Wednesday, July 9, 2008

A7 - Enhancement in the Frequency Domain

Anamorphic Property of the Fourier Transform

Varying the frequency of the sinusoid changes the location of the FFT peaks from (0,0). As observed, higher frequencies would result to peaks farther from the origin.



Rotation of the image, on the other hand, corresponds to the rotation of its FFT but on the other direction.


Multiplying two sinusoids result to peaks which form the corner of a square. Adding them, however, result to a cross-like pattern, wherein the vertical dots correspond to fft peaks of the horizontal sinusoid and horizontal dots to vertical sinusoid. The effect in the Fourier space is much like adding each FFT.



Filtering in Fourier Space

a) Fingerprint Enhancement

Shown below is a fingerprint image. We want to enhance the ridges present on it by filtering in Fourier space.


We know that the ridges would correspond to high frequencies since they are repetitive patterns present in the image. Also, we can think of them as sinusoids in different directions. Therefore, we get the FFT of the fingerprint image.



We then designed a filter mask using mkfftfilter function in SciLab. Since we want to enhance the higher frequencies corresponding to the ridges, we design a high pass filter. Shown below is a high-pass exponential filter.



We multiplied this filter with the original FFT of the fingerprint image. After this, we again get its FFT to get the following enhanced image.



The FFT of the enhanced image is shown below. The lower frequencies were removed thereby resulting to enhancement of the higher frequencies.



We then tried using a high-pass binary filter shown below.



The resulting image is shown below.



b) Lunar Landing Scanned Picture: Line Removal

The two groups of irregularly shaped craters north and west of the landing site are secondaries from Sabine Crater. This view was obtained by the unmanned Lunar Orbiter V spacecraft in 1967 prior to the Apollo missions to the Moon. The black and white film was automatically developed onboard the spacecraft and subsequently digitized for transmission to Earth.
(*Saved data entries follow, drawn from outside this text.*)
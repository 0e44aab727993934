//! Per-connection OpenVPN config derived from an endpoint's base file

use std::fs;
use std::io::Write;
use std::path::Path;

use tempfile::NamedTempFile;
use tracing::debug;

use super::endpoint::{is_remote_directive, Endpoint};
use crate::error::Result;

const AUTH_DIRECTIVE: &str = "auth-user-pass";
const ARTIFACT_PREFIX: &str = "bio-collector-";
const ARTIFACT_SUFFIX: &str = ".ovpn";

/// Rewrite a base config so that it targets exactly one endpoint
///
/// Every `remote` line is dropped, `auth-user-pass` is pointed at the managed
/// credentials file and the endpoint is appended as the only remote.
pub fn render_config(base: &str, endpoint: &Endpoint, credentials: &Path) -> String {
    let auth_line = format!("{} \"{}\"\n", AUTH_DIRECTIVE, credentials.display());
    let mut output = String::with_capacity(base.len() + 64);
    let mut has_auth = false;

    for line in base.lines() {
        if is_remote_directive(line) {
            continue;
        }
        if line.split_whitespace().next() == Some(AUTH_DIRECTIVE) {
            output.push_str(&auth_line);
            has_auth = true;
            continue;
        }
        output.push_str(line);
        output.push('\n');
    }

    if !has_auth {
        output.push_str(&auth_line);
    }
    output.push_str(&format!("remote {} {}\n", endpoint.host, endpoint.port));
    output
}

/// A rendered config written to the temp directory, removed on drop
#[derive(Debug)]
pub struct ConfigArtifact {
    file: NamedTempFile,
}

impl ConfigArtifact {
    /// Render the endpoint's config into a fresh file under the system temp dir
    pub fn create(endpoint: &Endpoint, credentials: &Path) -> Result<Self> {
        Self::create_in(&std::env::temp_dir(), endpoint, credentials)
    }

    pub fn create_in(dir: &Path, endpoint: &Endpoint, credentials: &Path) -> Result<Self> {
        let base = fs::read_to_string(&endpoint.config_path)?;
        let rendered = render_config(&base, endpoint, credentials);

        // Created with owner-only permissions; the file names the credentials path.
        let mut file = tempfile::Builder::new()
            .prefix(ARTIFACT_PREFIX)
            .suffix(ARTIFACT_SUFFIX)
            .tempfile_in(dir)?;
        file.write_all(rendered.as_bytes())?;
        file.flush()?;
        debug!(path = %file.path().display(), endpoint = %endpoint, "Wrote VPN config");

        Ok(Self { file })
    }

    pub fn path(&self) -> &Path {
        self.file.path()
    }
}
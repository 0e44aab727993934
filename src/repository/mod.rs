pub mod profile;

use async_trait::async_trait;

use crate::error::Result;
use crate::models::PendingUpdate;

pub use profile::ProfileRepository;

/// Storage of per-profile collection status
#[async_trait]
pub trait ProfileStore: Send + Sync {
    /// Up to `limit` identifiers whose status is `not_collected`
    async fn sample_pending(&self, limit: i64) -> Result<Vec<String>>;

    /// Apply status updates as one unordered bulk write
    async fn apply_updates(&self, updates: &[PendingUpdate]) -> Result<u64>;

    async fn close(&self);
}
The regularly spaced vertical lines are the result of combining individually digitized 'framelets' to make a composite photograph and the irregularly-shaped bright and dark spots are due to nonuniform film development. [NASA Lunar Orbiter photograph]
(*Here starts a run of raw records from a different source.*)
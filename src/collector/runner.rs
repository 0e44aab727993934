//! The collection loop: sample, pace, rotate, scrape, deliver, record

use std::time::Duration;

use rand::Rng;
use tokio::time::sleep;
use tracing::{debug, error, info, instrument, warn};

use super::budget::RequestBudget;
use super::pending::PendingUpdates;
use crate::api::ProfileSink;
use crate::config::CollectorConfig;
use crate::error::{CollectorError, Result};
use crate::models::{ProfilePayload, ProfileStatus};
use crate::repository::ProfileStore;
use crate::scraper::{classify_scrape_error, ProfileScraper, ScrapeFailureKind};
use crate::vpn::Tunnel;

const MAX_RECONNECT_BACKOFF: Duration = Duration::from_secs(600);
const MAX_BACKOFF_DOUBLINGS: u32 = 6;

/// Counters reported when a run ends
#[derive(Debug, Clone, Copy, Default, PartialEq, Eq)]
pub struct RunStats {
    pub processed: u64,
    pub collected: u64,
    pub failed: u64,
    pub rate_limited: u64,
    pub rotations: u64,
}

pub struct CollectionLoop {
    config: CollectorConfig,
    max_connect_attempts: u32,
    tunnel: Box<dyn Tunnel>,
    store: Box<dyn ProfileStore>,
    scraper: Box<dyn ProfileScraper>,
    sink: Box<dyn ProfileSink>,
    budget: RequestBudget,
    pending: PendingUpdates,
    stats: RunStats,
    /// Set once the first tunnel of the run is up
    tunnel_established: bool,
}

impl CollectionLoop {
    pub fn new(
        config: CollectorConfig,
        max_connect_attempts: u32,
        tunnel: Box<dyn Tunnel>,
        store: Box<dyn ProfileStore>,
        scraper: Box<dyn ProfileScraper>,
        sink: Box<dyn ProfileSink>,
    ) -> Self {
        let budget = RequestBudget::new(config.request_threshold, config.rate_limit_penalty);
        Self {
            config,
            max_connect_attempts,
            tunnel,
            store,
            scraper,
            sink,
            budget,
            pending: PendingUpdates::new(),
            stats: RunStats::default(),
            tunnel_established: false,
        }
    }

    pub fn stats(&self) -> RunStats {
        self.stats
    }

    pub fn pending(&self) -> &PendingUpdates {
        &self.pending
    }

    /// Process batches until the store has no pending profiles left
    ///
    /// Per-profile failures are recorded as statuses and connection failures
    /// are retried. Only a failed sample ends the run early; call
    /// [`shutdown`](Self::shutdown) afterwards in either case.
    pub async fn run(&mut self) -> Result<RunStats> {
        info!(
            servers = self.tunnel.pool_size(),
            batch_size = self.config.batch_size,
            threshold = self.budget.threshold(),
            "Starting collection"
        );

        loop {
            let batch = match self.store.sample_pending(self.config.batch_size).await {
                Ok(batch) => batch,
                Err(e) => {
                    error!(phase = "sample", "Failed to fetch pending profiles: {}", e);
                    return Err(e);
                }
            };

            if batch.is_empty() {
                info!("No more profiles to process");
                break;
            }
            debug!(phase = "sample", count = batch.len(), "Fetched pending profiles");

            if !self.tunnel.is_connected() {
                if self.tunnel_established {
                    warn!("VPN tunnel dropped between batches, rotating VPN server");
                    self.rotate().await;
                } else {
                    self.bring_up().await;
                }
            }

            for profile in &batch {
                self.pace().await;

                if self.budget.is_exhausted() {
                    info!(
                        spent = self.budget.spent(),
                        threshold = self.budget.threshold(),
                        "Request budget reached, rotating VPN server"
                    );
                    self.rotate().await;
                } else if !self.tunnel.is_connected() {
                    warn!("VPN tunnel dropped, rotating VPN server");
                    self.rotate().await;
                }

                self.process(profile).await;
            }

            self.pending.flush(self.store.as_ref()).await;
        }

        Ok(self.stats)
    }

    /// Scrape one profile, deliver it and queue its status
    async fn process(&mut self, profile: &str) {
        let username = profile.trim();
        self.stats.processed += 1;

        if username.is_empty() {
            warn!(profile = %profile, "Skipping blank profile identifier");
            self.stats.failed += 1;
            self.pending.push(profile, ProfileStatus::Error);
            return;
        }

        info!(profile = %username, "Collecting profile");
        self.budget.record_attempt();

        let record = match self.scraper.fetch(username).await {
            Ok(record) => record,
            Err(e) => {
                let message = e.to_string();
                match classify_scrape_error(&message) {
                    ScrapeFailureKind::RateLimited => {
                        warn!(
                            profile = %username,
                            phase = "scrape",
                            penalty = self.config.rate_limit_penalty,
                            "Rate limited: {}",
                            message
                        );
                        self.budget.record_rate_limit();
                        self.stats.rate_limited += 1;
                        self.pending.push(profile, ProfileStatus::NotCollected);
                    }
                    ScrapeFailureKind::Other => {
                        error!(
                            profile = %username,
                            phase = "scrape",
                            category = %e.category(),
                            "Failed to collect profile: {}",
                            message
                        );
                        self.stats.failed += 1;
                        self.pending.push(profile, ProfileStatus::Error);
                    }
                }
                return;
            }
        };

        let payload = ProfilePayload::from(record);
        match self.sink.deliver(&payload).await {
            Ok(()) => {
                info!(profile = %username, "Profile delivered");
                self.stats.collected += 1;
                self.pending.push(profile, ProfileStatus::Collected);
            }
            Err(e) => {
                error!(
                    profile = %username,
                    phase = "deliver",
                    category = %e.category(),
                    "Failed to deliver profile: {}",
                    e
                );
                self.stats.failed += 1;
                self.pending.push(profile, ProfileStatus::Error);
            }
        }
    }

    /// Random delay between requests
    async fn pace(&self) {
        let delay = jitter(
            self.config.pacing_min,
            self.config.pacing_max,
            rand::thread_rng().gen::<f64>(),
        );
        if !delay.is_zero() {
            sleep(delay).await;
        }
    }

    /// Disconnect, settle, flush, connect to the next server, reset the budget
    #[instrument(skip(self), fields(rotation = self.stats.rotations + 1))]
    async fn rotate(&mut self) {
        if self.tunnel.is_connected() {
            self.tunnel.disconnect().await;
        }

        if !self.config.settle_delay.is_zero() {
            debug!(
                seconds = self.config.settle_delay.as_secs_f64(),
                "Waiting before reconnecting"
            );
            sleep(self.config.settle_delay).await;
        }

        self.pending.flush(self.store.as_ref()).await;
        self.bring_up().await;

        self.budget.reset();
        self.stats.rotations += 1;
    }

    /// Try successive servers until one connects
    ///
    /// Never gives up: after every round of `max_connect_attempts` failures it
    /// waits with a growing backoff and starts another round. Nothing is
    /// scraped until a tunnel is up.
    async fn bring_up(&mut self) {
        let mut round: u32 = 0;
        loop {
            for attempt in 1..=self.max_connect_attempts {
                if self.tunnel.connect_next().await {
                    info!(
                        attempt,
                        round = round + 1,
                        endpoint = %self.tunnel.describe().unwrap_or_default(),
                        "VPN tunnel ready"
                    );
                    self.tunnel_established = true;
                    return;
                }
                warn!(
                    attempt,
                    max_attempts = self.max_connect_attempts,
                    "VPN connection attempt failed, trying next server"
                );
            }

            round = round.saturating_add(1);
            let backoff = reconnect_backoff(self.config.reconnect_backoff, round);
            let err = CollectorError::TunnelUnavailable {
                attempts: self.max_connect_attempts,
            };
            error!(
                phase = "connect",
                round,
                category = %err.category(),
                backoff_secs = backoff.as_secs_f64(),
                "{}, retrying",
                err
            );
            if !backoff.is_zero() {
                sleep(backoff).await;
            }
        }
    }

    /// Cleanup phase: disconnect, flush, close the store
    ///
    /// Each step runs regardless of how the previous one went.
    pub async fn shutdown(&mut self) {
        info!("Shutting down collector");

        if self.tunnel.is_connected() {
            self.tunnel.disconnect().await;
            info!("VPN disconnected");
        }

        if !self.pending.flush(self.store.as_ref()).await {
            warn!("Final status updates were not written");
        }

        self.store.close().await;
        info!("Database connection closed");
    }
}

/// Pause after `round` consecutive failed rounds: doubles each round, capped
pub fn reconnect_backoff(base: Duration, round: u32) -> Duration {
    let doublings = round.saturating_sub(1).min(MAX_BACKOFF_DOUBLINGS);
    base.saturating_mul(1 << doublings).min(MAX_RECONNECT_BACKOFF)
}

/// `min + (max - min) * fraction`, with `fraction` in `[0, 1)`
fn jitter(min: Duration, max: Duration, fraction: f64) -> Duration {
    match max.checked_sub(min) {
        Some(span) if !span.is_zero() => min + span.mul_f64(fraction.clamp(0.0, 1.0)),
        _ => min,
    }
}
By filtering in the Fourier domain, we can remove the vertical lines present in this image. We first get its FFT.



Using the hints from http://www.roborealm.com/help/FFT.php, we designed a filter mask such that the peaks which lie horizontally along the center of the FFT image will be suppressed. These peaks corresponds to the strong vertical lines in the original image. The filter mask we designed is shown below.



This mask is then multiplied to the FFT of the original image to get the following enhanced FFT.



From this enhanced FFT, we obtain the following enhanced image which obviously has no vertical lines present. Clearly, the image was enhanced.



-o0o-
Collaborators:
Jeric Tugaff for the FFT discussions and hints on filtering in the Fourier space.
Cole Fabros, Benj Palmares and Ed David for the FFT discussions.

-o0o-
Rating:
I give myself an 8/10 because
1. I'm not satisfied with my fingerprint enhancement algorithm. SciLab's mkfftfilter seems not suitable for this job.
2. I'm happy with the results of the Lunar Image tho, we had a hard time figuring how to do it properly. I'm thankful for Jeric's resourcefulness for he found hints in the internet.